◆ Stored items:
☆ ☆ ☆ ☆

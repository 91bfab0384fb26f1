//! Small geometric helpers on interleaved 3-vectors and point generators.

use nalgebra::{UnitQuaternion, Vector3};
use num::traits::FloatConst;

/// Dot product.
#[inline]
pub fn dot(a: &[f64], b: &[f64]) -> f64 {
    a[0] * b[0] + a[1] * b[1] + a[2] * b[2]
}

/// Cross product.
#[inline]
pub fn cross(a: &[f64], b: &[f64]) -> [f64; 3] {
    [
        a[1] * b[2] - a[2] * b[1],
        a[2] * b[0] - a[0] * b[2],
        a[0] * b[1] - a[1] * b[0],
    ]
}

/// Euclidean norm.
#[inline]
pub fn norm(a: &[f64]) -> f64 {
    dot(a, a).sqrt()
}

/// The `i`-th point of an interleaved point array.
#[inline]
pub fn point(points: &[f64], i: usize) -> [f64; 3] {
    [points[3 * i], points[3 * i + 1], points[3 * i + 2]]
}

/// Rotate an interleaved 3-vector.
#[inline]
pub fn rotate(orientation: &UnitQuaternion<f64>, v: &[f64]) -> [f64; 3] {
    let rotated = orientation.transform_vector(&Vector3::new(v[0], v[1], v[2]));
    [rotated.x, rotated.y, rotated.z]
}

/// Quasi-uniform points on a sphere of the given radius centred at the origin.
///
/// Returns interleaved positions and outward unit normals.
pub fn fibonacci_sphere(n_points: usize, radius: f64) -> (Vec<f64>, Vec<f64>) {
    let mut positions = Vec::with_capacity(3 * n_points);
    let mut normals = Vec::with_capacity(3 * n_points);
    let golden_angle = f64::PI() * (3.0 - 5.0_f64.sqrt());
    for i in 0..n_points {
        let z = if n_points == 1 {
            0.0
        } else {
            1.0 - 2.0 * (i as f64 + 0.5) / n_points as f64
        };
        let r = (1.0 - z * z).max(0.0).sqrt();
        let phi = golden_angle * i as f64;
        let normal = if n_points == 1 {
            [0.0, 0.0, 1.0]
        } else {
            [r * phi.cos(), r * phi.sin(), z]
        };
        normals.extend_from_slice(&normal);
        positions.extend(normal.iter().map(|c| radius * c));
    }
    (positions, normals)
}
/// Sizes of the three blocks of the local solution vector.
#[derive(Debug, Clone, Copy, PartialEq, Eq, Default)]
pub struct SolutionLayout {
    fibers: usize,
    bodies: usize,
    periphery: usize,
}

impl SolutionLayout {
    /// Create a layout from the block sizes.
    pub fn new(fibers: usize, bodies: usize, periphery: usize) -> Self {
        Self {
            fibers,
            bodies,
            periphery,
        }
    }

    /// Size of the fiber block.
    pub fn fibers(&self) -> usize {
        self.fibers
    }

    /// Size of the body block.
    pub fn bodies(&self) -> usize {
        self.bodies
    }

    /// Size of the periphery block.
    pub fn periphery(&self) -> usize {
        self.periphery
    }

    /// Total size.
    pub fn total(&self) -> usize {
        self.fibers + self.bodies + self.periphery
    }

    /// Split `x` into its fiber, body and periphery blocks.
    pub fn split<'a>(&self, x: &'a [f64]) -> Result<(&'a [f64], &'a [f64], &'a [f64])> {
        if x.len() != self.total() {
            return Err(Error::SizeMismatch {
                what: "solution vector",
                expected: self.total(),
                found: x.len(),
            });
        }
        let (fibers, rest) = x.split_at(self.fibers);
        let (bodies, periphery) = rest.split_at(self.bodies);
        Ok((fibers, bodies, periphery))
    }

    /// Join blocks into one vector.
    pub fn concatenate(&self, fibers: &[f64], bodies: &[f64], periphery: &[f64]) -> Result<Vec<f64>> {
        for (what, values, expected) in [
            ("fiber block", fibers, self.fibers),
            ("body block", bodies, self.bodies),
            ("periphery block", periphery, self.periphery),
        ] {
            if values.len() != expected {
                return Err(Error::SizeMismatch {
                    what,
                    expected,
                    found: values.len(),
                });
            }
        }
        Ok([fibers, bodies, periphery].concat())
    }
}

/// Background flow and forces of one timestep.
///
/// Empty vectors stand for zero.
#[derive(Debug, Clone, Default)]
pub struct ExternalForcing {
    /// Background velocity at the local fiber nodes.
    pub fiber_flow: Vec<f64>,
    /// External force density at the local fiber nodes.
    pub fiber_force: Vec<f64>,
    /// Background velocity at the local body nodes.
    pub body_flow: Vec<f64>,
    /// Background velocity at the local periphery nodes.
    pub periphery_flow: Vec<f64>,
}
//! Distribution of the periphery across processes and the collectives the system needs.
use crate::types::{Error, Result};

/// Per-process counts and displacements of one distributed quantity.
///
/// `displacements` has one more entry than `counts` and ends with the global total.
#[derive(Debug, Clone, PartialEq, Eq)]
pub struct Layout {
    counts: Vec<usize>,
    displacements: Vec<usize>,
}

impl Layout {
    fn from_counts(counts: Vec<usize>) -> Self {
        let mut displacements = Vec::with_capacity(counts.len() + 1);
        displacements.push(0);
        for c in &counts {
            displacements.push(displacements[displacements.len() - 1] + c);
        }
        Self {
            counts,
            displacements,
        }
    }

    /// Counts per process.
    pub fn counts(&self) -> &[usize] {
        &self.counts
    }

    /// Exclusive prefix sums of the counts, followed by the total.
    pub fn displacements(&self) -> &[usize] {
        &self.displacements
    }

    /// Sum of all counts.
    pub fn total(&self) -> usize {
        self.displacements[self.displacements.len() - 1]
    }

    /// Index range owned by `rank`.
    pub fn range(&self, rank: usize) -> std::ops::Range<usize> {
        self.displacements[rank]..self.displacements[rank + 1]
    }
}

/// How the periphery nodes are split between processes.
///
/// Nodes are divided as evenly as possible, the first `n % world_size` ranks taking
/// one extra node.
#[derive(Debug, Clone, PartialEq, Eq)]
pub struct DistributionPlan {
    rank: usize,
    world_size: usize,
    n_nodes_global: usize,
    nodes: Layout,
    quadrature: Layout,
    rows: Layout,
}

impl DistributionPlan {
    /// Plan the distribution of `n_nodes_global` periphery nodes.
    pub fn new(rank: usize, world_size: usize, n_nodes_global: usize) -> Result<Self> {
        if world_size == 0 || rank >= world_size {
            return Err(Error::InvalidParameter(format!(
                "rank {rank} outside of world of size {world_size}"
            )));
        }
        let quad_counts: Vec<usize> = (0..world_size)
            .map(|r| n_nodes_global / world_size + usize::from(r < n_nodes_global % world_size))
            .collect();
        let node_counts = quad_counts.iter().map(|n| 3 * n).collect();
        let row_counts = quad_counts
            .iter()
            .map(|n| 3 * n * 3 * n_nodes_global)
            .collect();
        Ok(Self {
            rank,
            world_size,
            n_nodes_global,
            nodes: Layout::from_counts(node_counts),
            quadrature: Layout::from_counts(quad_counts),
            rows: Layout::from_counts(row_counts),
        })
    }

    /// Plan for a single process owning every node.
    pub fn single_process(n_nodes_global: usize) -> Self {
        Self {
            rank: 0,
            world_size: 1,
            n_nodes_global,
            nodes: Layout::from_counts(vec![3 * n_nodes_global]),
            quadrature: Layout::from_counts(vec![n_nodes_global]),
            rows: Layout::from_counts(vec![9 * n_nodes_global * n_nodes_global]),
        }
    }

    /// Rank this plan was made for.
    pub fn rank(&self) -> usize {
        self.rank
    }

    /// Number of processes.
    pub fn world_size(&self) -> usize {
        self.world_size
    }

    /// Number of nodes across all processes.
    pub fn n_nodes_global(&self) -> usize {
        self.n_nodes_global
    }

    /// Number of nodes on this process.
    pub fn n_nodes_local(&self) -> usize {
        self.quadrature.counts()[self.rank]
    }

    /// Node coordinate layout, three values per node.
    pub fn nodes(&self) -> &Layout {
        &self.nodes
    }

    /// Quadrature weight layout, one value per node.
    pub fn quadrature(&self) -> &Layout {
        &self.quadrature
    }

    /// Layout of the dense operator entries, one full row block per node.
    pub fn rows(&self) -> &Layout {
        &self.rows
    }
}

/// The collective operations used by the coupled system.
pub trait Communicator {
    /// Rank of this process.
    fn rank(&self) -> usize;

    /// Number of processes.
    fn size(&self) -> usize;

    /// Concatenate the local slices of all processes in rank order.
    ///
    /// `counts[r]` is the length contributed by rank `r`.
    fn all_gather_varcount(&self, local: &[f64], counts: &[usize]) -> Result<Vec<f64>>;

    /// Element-wise sum over all processes.
    fn all_reduce_sum(&self, local: &[f64]) -> Result<Vec<f64>>;
}

/// Communicator of a run without MPI.
#[derive(Debug, Clone, Copy, Default)]
pub struct SingleProcess;

impl Communicator for SingleProcess {
    fn rank(&self) -> usize {
        0
    }

    fn size(&self) -> usize {
        1
    }

    fn all_gather_varcount(&self, local: &[f64], counts: &[usize]) -> Result<Vec<f64>> {
        if counts != [local.len()] {
            return Err(Error::Communication(format!(
                "single process gather of {} values with counts {counts:?}",
                local.len()
            )));
        }
        Ok(local.to_vec())
    }

    fn all_reduce_sum(&self, local: &[f64]) -> Result<Vec<f64>> {
        Ok(local.to_vec())
    }
}

#[cfg(feature = "mpi")]
mod parallel {
    use super::Communicator;
    use crate::types::{Error, Result};
    use mpi::collective::SystemOperation;
    use mpi::datatype::PartitionMut;
    use mpi::topology::SimpleCommunicator;
    use mpi::traits::{Communicator as MpiCommunicator, CommunicatorCollectives};
    use mpi::Count;

    fn to_count(value: usize) -> Result<Count> {
        Count::try_from(value)
            .map_err(|_| Error::Communication(format!("count {value} exceeds the MPI range")))
    }

    impl Communicator for SimpleCommunicator {
        fn rank(&self) -> usize {
            MpiCommunicator::rank(self) as usize
        }

        fn size(&self) -> usize {
            MpiCommunicator::size(self) as usize
        }

        fn all_gather_varcount(&self, local: &[f64], counts: &[usize]) -> Result<Vec<f64>> {
            if counts.len() != Communicator::size(self) {
                return Err(Error::Communication(format!(
                    "{} counts for {} processes",
                    counts.len(),
                    Communicator::size(self)
                )));
            }
            if counts[Communicator::rank(self)] != local.len() {
                return Err(Error::Communication(format!(
                    "rank {} contributes {} values, expected {}",
                    Communicator::rank(self),
                    local.len(),
                    counts[Communicator::rank(self)]
                )));
            }
            let mpi_counts = counts
                .iter()
                .map(|c| to_count(*c))
                .collect::<Result<Vec<_>>>()?;
            let mut displacements = Vec::with_capacity(counts.len());
            let mut offset = 0;
            for c in counts {
                displacements.push(to_count(offset)?);
                offset += c;
            }
            let mut global = vec![0.0; offset];
            {
                let mut partition =
                    PartitionMut::new(&mut global[..], &mpi_counts[..], &displacements[..]);
                self.all_gather_varcount_into(local, &mut partition);
            }
            Ok(global)
        }

        fn all_reduce_sum(&self, local: &[f64]) -> Result<Vec<f64>> {
            let mut global = vec![0.0; local.len()];
            self.all_reduce_into(local, &mut global[..], SystemOperation::sum());
            Ok(global)
        }
    }
}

☆ ☆ ☆ ☆

◆ Prompt: How many lines in the records above hold the word "SizeMismatch"? Give only the number.

◆ Exercise response: 2